Section 145 further provides that a corporation similarly may indemnify any such person serving in any such capacity who was or is a party or is threatened to be made a party to any threatened, pending or completed action or suit by or in the right of the corporation to procure a judgment in its favor by reason of the fact that he is or was a director, officer, employee or agent of the corporation or is or was serving at the request of the corporation as a director, officer, employee or agent of another corporation, partnership, joint venture, trust or other enterprise, against expenses (including attorneys’ fees) actually and reasonably incurred in connection with the defense or settlement of such action or suit if he acted in good faith and in a manner he reasonably believed to be in or not opposed to the best interests of the corporation and except that no indemnification shall be made in respect of any claim, issue or matter as to which such person shall have been adjudged to be liable to the corporation unless and only to the extent that the Delaware Court of Chancery or such other court in which such action or suit was brought shall determine upon application that, despite the adjudication of liability but in view of all of the circumstances of the case, such person is fairly and reasonably entitled to indemnity for such expenses which the Delaware Court of Chancery or such other court shall deem proper.

The Registrant’s Restated Certificate of Incorporation provides that the Registrant will indemnify any person who was or is a party or is threatened to be made a party to any threatened, pending or completed action, suit or proceeding by reason of the fact that he or she is or was one of our directors or officers, or is or was serving at the Registrant’s request as a director, officer, employee or agent of another entity, against certain liabilities, costs and expenses.

The Registrant is also authorized to maintain, and does maintain, insurance on behalf of any person who is or was one of our directors or officers, or is or was serving at our request as a director, officer, employee or agent of another entity against any liability asserted against such person and incurred by such person in any such capacity or arising out of his or her status as such, whether or not the Registrant would have the power to indemnify such person against such liability under the DGCL.

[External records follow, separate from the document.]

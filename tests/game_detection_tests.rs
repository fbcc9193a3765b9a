//! Integration tests for Steam/Proton game path discovery
//!
//! These tests build fake home directories and verify:
//! - Native and Flatpak library discovery, plus extra libraries from libraryfolders.vdf
//! - Each failure mode (game files missing, prefix missing, prefix incomplete)
//! - Creation of the Paks directory inside an initialised prefix

use camino::{Utf8Path, Utf8PathBuf};
use ronmgr::services::game_detection::{GameDetectionError, GameLocator, mods_dir_in_library};
use std::fs;
use tempfile::TempDir;

const PAKS: &str =
    "compatdata/1144200/pfx/drive_c/users/steamuser/AppData/Local/ReadyOrNot/Saved/Paks";

fn temp_home() -> (TempDir, Utf8PathBuf) {
    let temp_dir = TempDir::new().unwrap();
    let home = Utf8PathBuf::try_from(temp_dir.path().to_path_buf()).unwrap();
    (temp_dir, home)
}

/// Lay out a library that has the game installed and a prefix down to `AppData/Local`.
fn install_game(steamapps: &Utf8Path) {
    fs::create_dir_all(steamapps.join("common/Ready Or Not")).unwrap();
    fs::create_dir_all(
        steamapps.join("compatdata/1144200/pfx/drive_c/users/steamuser/AppData/Local"),
    )
    .unwrap();
    fs::write(steamapps.join("appmanifest_1144200.acf"), "\"AppState\" {}").unwrap();
}

#[test]
fn test_native_library_found() {
    let (_temp_dir, home) = temp_home();
    let steamapps = home.join(".steam/steam/steamapps");
    fs::create_dir_all(&steamapps).unwrap();

    let locator = GameLocator::new(&home);
    assert_eq!(locator.find_steam_libraries(), vec![steamapps]);
}

#[test]
fn test_flatpak_and_extra_libraries() {
    let (_temp_dir, home) = temp_home();
    let flatpak = home.join(".var/app/com.valvesoftware.Steam/.steam/steam/steamapps");
    let extra_root = home.join("games/SteamLibrary");
    fs::create_dir_all(&flatpak).unwrap();
    fs::create_dir_all(extra_root.join("steamapps")).unwrap();
    fs::write(
        flatpak.join("libraryfolders.vdf"),
        format!(
            "\"libraryfolders\"\n{{\n\t\"0\"\n\t{{\n\t\t\"path\"\t\t\"{}\"\n\t}}\n\t\"1\"\n\t{{\n\t\t\"path\"\t\t\"/does/not/exist\"\n\t}}\n}}\n",
            extra_root
        ),
    )
    .unwrap();

    let locator = GameLocator::new(&home);
    assert_eq!(
        locator.find_steam_libraries(),
        vec![flatpak, extra_root.join("steamapps")]
    );
}

#[test]
fn test_detects_game_in_secondary_library() {
    let (_temp_dir, home) = temp_home();
    let native = home.join(".steam/steam/steamapps");
    let extra_root = home.join("ssd");
    fs::create_dir_all(&native).unwrap();
    install_game(&extra_root.join("steamapps"));
    fs::write(
        native.join("libraryfolders.vdf"),
        format!("\"path\"  \"{}\"", extra_root),
    )
    .unwrap();

    let mods_dir = GameLocator::new(&home).detect_mods_dir().unwrap();

    assert_eq!(mods_dir, extra_root.join("steamapps").join(PAKS));
    assert!(mods_dir.is_dir());
}

#[test]
fn test_not_installed() {
    let (_temp_dir, home) = temp_home();
    fs::create_dir_all(home.join(".steam/steam/steamapps")).unwrap();

    let result = GameLocator::new(&home).detect_mods_dir();
    assert!(matches!(
        result,
        Err(GameDetectionError::NotInstalled { checked: 1 })
    ));
}

#[test]
fn test_game_files_missing() {
    let (_temp_dir, home) = temp_home();
    let steamapps = home.join("steamapps");
    install_game(&steamapps);
    fs::remove_dir_all(steamapps.join("common")).unwrap();

    assert!(matches!(
        mods_dir_in_library(&steamapps),
        Err(GameDetectionError::GameFilesMissing { .. })
    ));
}

#[test]
fn test_prefix_missing() {
    let (_temp_dir, home) = temp_home();
    let steamapps = home.join("steamapps");
    install_game(&steamapps);
    fs::remove_dir_all(steamapps.join("compatdata")).unwrap();

    let err = mods_dir_in_library(&steamapps).unwrap_err();
    assert!(matches!(err, GameDetectionError::PrefixMissing { .. }));
    assert!(err.to_string().contains("launch the game once"));
}

#[test]
fn test_prefix_incomplete_is_not_repaired() {
    let (_temp_dir, home) = temp_home();
    let steamapps = home.join("steamapps");
    install_game(&steamapps);
    fs::remove_dir_all(steamapps.join("compatdata/1144200/pfx/drive_c/users")).unwrap();

    assert!(matches!(
        mods_dir_in_library(&steamapps),
        Err(GameDetectionError::PrefixIncomplete { .. })
    ));
    assert!(!steamapps.join(PAKS).exists());
}

#[test]
fn test_existing_paks_dir_is_reused() {
    let (_temp_dir, home) = temp_home();
    let steamapps = home.join("steamapps");
    install_game(&steamapps);
    fs::create_dir_all(steamapps.join(PAKS)).unwrap();
    fs::write(steamapps.join(PAKS).join("pakchunk99-Mod.pak"), b"x").unwrap();

    let found = mods_dir_in_library(&steamapps).unwrap().unwrap();
    assert_eq!(found, steamapps.join(PAKS));
    assert!(found.join("pakchunk99-Mod.pak").exists());
}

Section 102(b)(7) of the DGCL permits a corporation to provide in its certificate of incorporation that a director of the corporation shall not be personally liable to the corporation or its stockholders for monetary damages for breach of fiduciary duty as a director, except for liability for (i) any breach of the director’s duty of loyalty to the corporation or its stockholders, (ii) acts or omissions not in good faith or that involve intentional misconduct or a knowing violation of law, (iii) payments of unlawful dividends or unlawful stock repurchases or redemptions, or (iv) for any transaction from which the director derived an improper personal benefit.

Article Seven of the Registrant’s Restated Certificate of Incorporation provides that, to the full extent that Delaware law permits the limitation or elimination of the liability of directors, a director of the Registrant will not be liable to the Registrant or its stockholders for monetary damages for conduct as a director.

The Registrant entered into individual Indemnification Agreements with directors and certain officers and executives of the Registrant, including the executive officers named in the summary compensation table of Registrant’s most recently filed proxy statement. Simply, the Indemnification Agreements provide the directors and executives who are parties to the agreements with a stand-alone contractual right to indemnification and expense advancement to the greatest extent allowable under Delaware law. Some further details include:

 

    In a third-party proceeding, an indemnitee is entitled to indemnification if the indemnitee acted in good faith and in a manner he or she reasonably believed to be in or not opposed to the best interests of the Registrant and, if in a criminal action or proceeding, if the indemnitee had no reason to believe that his or her conduct was unlawful. In a third party proceeding, the indemnification obligation covers reasonable expenses, judgment fines, and amounts paid in settlement actually and reasonably incurred by the indemnitee.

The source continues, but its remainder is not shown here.